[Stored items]
━━━━━━━━━━

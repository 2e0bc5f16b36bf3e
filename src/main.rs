use anyhow::Result;
use deep_research_engine::config::AppConfig;
use deep_research_engine::llm::OpenAiCompatibleModel;
use deep_research_engine::server::{build_router, build_search_provider, AppState};
use deep_research_engine::truncate::{CharEstimateCounter, TiktokenCounter, TokenCounter};
use std::sync::Arc;
use tracing::{info, warn};
use tracing_subscriber::EnvFilter;

#[tokio::main]
async fn main() -> Result<()> {
    dotenvy::dotenv().ok();

    tracing_subscriber::fmt()
        .with_env_filter(
            EnvFilter::try_from_default_env()
                .unwrap_or_else(|_| EnvFilter::new("deep_research_engine=debug,tower_http=info")),
        )
        .init();

    let config = AppConfig::load()?;
    let model = Arc::new(OpenAiCompatibleModel::from_config(&config.llm)?);
    let search = build_search_provider(&config.search);
    if !search.is_configured() {
        warn!(provider = search.name(), env_var = config.search.key_env(), "search provider not configured");
    }

    let token_counter: Arc<dyn TokenCounter> = match TiktokenCounter::new() {
        Ok(counter) => Arc::new(counter),
        Err(err) => {
            warn!(error = %err, "falling back to character-based token estimates");
            Arc::new(CharEstimateCounter)
        }
    };

    let bind = config.server.bind.clone();
    let state = AppState::new(config, model, search).with_token_counter(token_counter);
    let app = build_router(state);

    let listener = tokio::net::TcpListener::bind(&bind).await?;
    info!("Deep research server running on http://{bind}");

    axum::serve(listener, app).await?;
    Ok(())
}
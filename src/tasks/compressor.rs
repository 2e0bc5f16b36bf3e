use crate::error::ResearchError;
use crate::llm::{CompletionRequest, Message, Role};
use crate::models::CompressedBrief;
use crate::session::ResearchSession;
use crate::truncate::truncate_messages;
use chrono::Utc;
use tracing::{debug, instrument};

pub const COMPRESSION_COST_SOURCE: &str = "deep-research-compress";

const COMPRESSION_REQUEST: &str = "All of the messages above are research an AI researcher gathered on a single topic. \
Clean up these findings into a dense brief. Do not drop facts, figures or sources; \
remove only duplicates and irrelevant material. End with a numbered list of every source URL cited.";

fn compression_instructions() -> String {
    format!(
        r#"You are a research assistant. A researcher has investigated a topic by calling tools and running web searches.
Your job is to clean up those findings while preserving every relevant statement, number and source the researcher gathered.

Requirements:
- Keep all information relevant to the topic, verbatim where possible
- Merge duplicate findings from different sources and cite each source
- Use inline citations like [1] that map to the source list at the end
- Do not add information that is not in the findings

Today's date is {}."#,
        Utc::now().format("%Y-%m-%d")
    )
}

/// Summarizes a researcher's raw transcript into a compressed brief.
///
/// The transcript's own leading system message is replaced by the
/// compression instructions, and the whole prompt is truncated to the
/// compression model's context window minus its output budget.
#[instrument(skip(session, transcript), fields(messages = transcript.len()))]
pub async fn compress_research(
    session: &ResearchSession,
    topic: &str,
    transcript: &[Message],
) -> Result<CompressedBrief, ResearchError> {
    let config = &session.config;
    let body = match transcript.first() {
        Some(first) if first.role == Role::System => &transcript[1..],
        _ => transcript,
    };

    let mut prompt = Vec::with_capacity(body.len() + 2);
    prompt.push(Message::system(compression_instructions()));
    prompt.extend(body.iter().cloned());
    prompt.push(Message::user(COMPRESSION_REQUEST));

    let window = session.model.context_window(&config.compression_model_id);
    let budget = window.saturating_sub(config.compression_model_max_tokens as usize);
    let messages = truncate_messages(&prompt, budget, session.token_counter.as_ref())?;
    if messages.len() < prompt.len() {
        debug!(dropped = prompt.len() - messages.len(), budget, "transcript truncated for compression");
    }

    let request = CompletionRequest {
        model: config.compression_model_id.clone(),
        messages,
        tools: Vec::new(),
        max_output_tokens: config.compression_model_max_tokens,
    };
    let response = tokio::select! {
        biased;
        _ = session.cancel.cancelled() => return Err(ResearchError::Cancelled),
        response = session.model.complete(request) => response?,
    };

    session
        .costs
        .add_llm_cost(&config.compression_model_id, response.usage, COMPRESSION_COST_SOURCE);
    debug!(usage = ?response.usage, "compression finished");
    Ok(response.content.unwrap_or_default())
}

#[cfg(test)]
mod tests {
    use super::*;
    use crate::config::AgentSessionConfig;
    use crate::cost::CostEntry;
    use crate::llm::{CompletionResponse, MockLanguageModel};
    use std::sync::Arc;

    fn session(model: Arc<MockLanguageModel>, max_tokens: u32) -> ResearchSession {
        let config = AgentSessionConfig {
            compression_model_id: "compress-model".to_string(),
            compression_model_max_tokens: max_tokens,
            ..Default::default()
        };
        ResearchSession::new(config, model)
    }

    #[tokio::test]
    async fn test_replaces_system_message_and_appends_request() {
        let model = Arc::new(MockLanguageModel::new(|_| {
            Ok(CompletionResponse::text("dense brief").with_usage(40, 10))
        }));
        let session = session(model.clone(), 1000);
        let transcript = vec![
            Message::system("researcher instructions"),
            Message::user("topic A"),
            Message::assistant("found things"),
        ];

        let brief = compress_research(&session, "topic A", &transcript).await.unwrap();
        assert_eq!(brief, "dense brief");

        let sent = &model.requests()[0];
        assert_eq!(sent.model, "compress-model");
        assert!(sent.tools.is_empty());
        assert_eq!(sent.messages.len(), 4);
        assert_eq!(sent.messages[0].role, Role::System);
        assert_ne!(sent.messages[0].content, "researcher instructions");
        assert_eq!(sent.messages[1].content, "topic A");
        assert_eq!(sent.messages[3].content, COMPRESSION_REQUEST);

        let entries = session.costs.entries();
        assert!(matches!(
            &entries[..],
            [CostEntry::Llm { source, .. }] if source == COMPRESSION_COST_SOURCE
        ));
    }

    #[tokio::test]
    async fn test_long_transcript_is_truncated_to_window() {
        let model = Arc::new(
            MockLanguageModel::new(|_| Ok(CompletionResponse::text("ok"))).with_context_window(1200),
        );
        let session = session(model.clone(), 200);
        let mut transcript = vec![Message::system("s"), Message::user("topic")];
        for i in 0..50 {
            transcript.push(Message::assistant(format!("{i} {}", "finding ".repeat(40))));
        }

        compress_research(&session, "topic", &transcript).await.unwrap();
        let sent = &model.requests()[0];
        assert!(sent.messages.len() < transcript.len() + 1);
        assert!(session.token_counter.count_messages(&sent.messages) <= 1000);
        assert_eq!(sent.messages.last().unwrap().content, COMPRESSION_REQUEST);
    }

    #[tokio::test]
    async fn test_window_smaller_than_instructions_is_a_config_error() {
        let model = Arc::new(
            MockLanguageModel::new(|_| Ok(CompletionResponse::text("ok"))).with_context_window(100),
        );
        let session = session(model.clone(), 90);
        let err = compress_research(&session, "t", &[Message::user("t")])
            .await
            .unwrap_err();
        assert!(matches!(err, ResearchError::ContextBudgetExceeded { .. }));
        assert!(model.requests().is_empty());
    }

    #[tokio::test]
    async fn test_model_failure_propagates_without_cost() {
        let model = Arc::new(MockLanguageModel::new(|_| {
            Err(crate::error::LlmError::Other("overloaded".to_string()))
        }));
        let session = session(model, 1000);
        let err = compress_research(&session, "t", &[Message::user("t")])
            .await
            .unwrap_err();
        assert!(matches!(err, ResearchError::Llm(_)));
        assert!(session.costs.is_empty());
    }
}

━━━━━━━━━━

AIM OF THE TASK
Starting at the first line of the data above, retype each line exactly until you reach the line containing "Clean up these", and include that line too.

RESULT OF THE EXERCISE
repository 2e0bc5f16b36bf3e
filename src/main.rs
use anyhow::Result;
use deep_research_engine::config::AppConfig;
use deep_research_engine::llm::OpenAiCompatibleModel;
use deep_research_engine::server::{build_router, build_search_provider, AppState};
use deep_research_engine::truncate::{CharEstimateCounter, TiktokenCounter, TokenCounter};
use std::sync::Arc;
use tracing::{info, warn};
use tracing_subscriber::EnvFilter;

#[tokio::main]
async fn main() -> Result<()> {
    dotenvy::dotenv().ok();

    tracing_subscriber::fmt()
        .with_env_filter(
            EnvFilter::try_from_default_env()
                .unwrap_or_else(|_| EnvFilter::new("deep_research_engine=debug,tower_http=info")),
        )
        .init();

    let config = AppConfig::load()?;
    let model = Arc::new(OpenAiCompatibleModel::from_config(&config.llm)?);
    let search = build_search_provider(&config.search);
    if !search.is_configured() {
        warn!(provider = search.name(), env_var = config.search.key_env(), "search provider not configured");
    }

    let token_counter: Arc<dyn TokenCounter> = match TiktokenCounter::new() {
        Ok(counter) => Arc::new(counter),
        Err(err) => {
            warn!(error = %err, "falling back to character-based token estimates");
            Arc::new(CharEstimateCounter)
        }
    };

    let bind = config.server.bind.clone();
    let state = AppState::new(config, model, search).with_token_counter(token_counter);
    let app = build_router(state);

    let listener = tokio::net::TcpListener::bind(&bind).await?;
    info!("Deep research server running on http://{bind}");

    axum::serve(listener, app).await?;
    Ok(())
}
filename src/tasks/compressor.rs
repository 2e0bc5f16b36bf3e
use crate::error::ResearchError;
use crate::llm::{CompletionRequest, Message, Role};
use crate::models::CompressedBrief;
use crate::session::ResearchSession;
use crate::truncate::truncate_messages;
use chrono::Utc;
use tracing::{debug, instrument};

pub const COMPRESSION_COST_SOURCE: &str = "deep-research-compress";

const COMPRESSION_REQUEST: &str = "All of the messages above are research an AI researcher gathered on a single topic. \
Clean up these findings into a dense brief. Do not drop facts, figures or sources; \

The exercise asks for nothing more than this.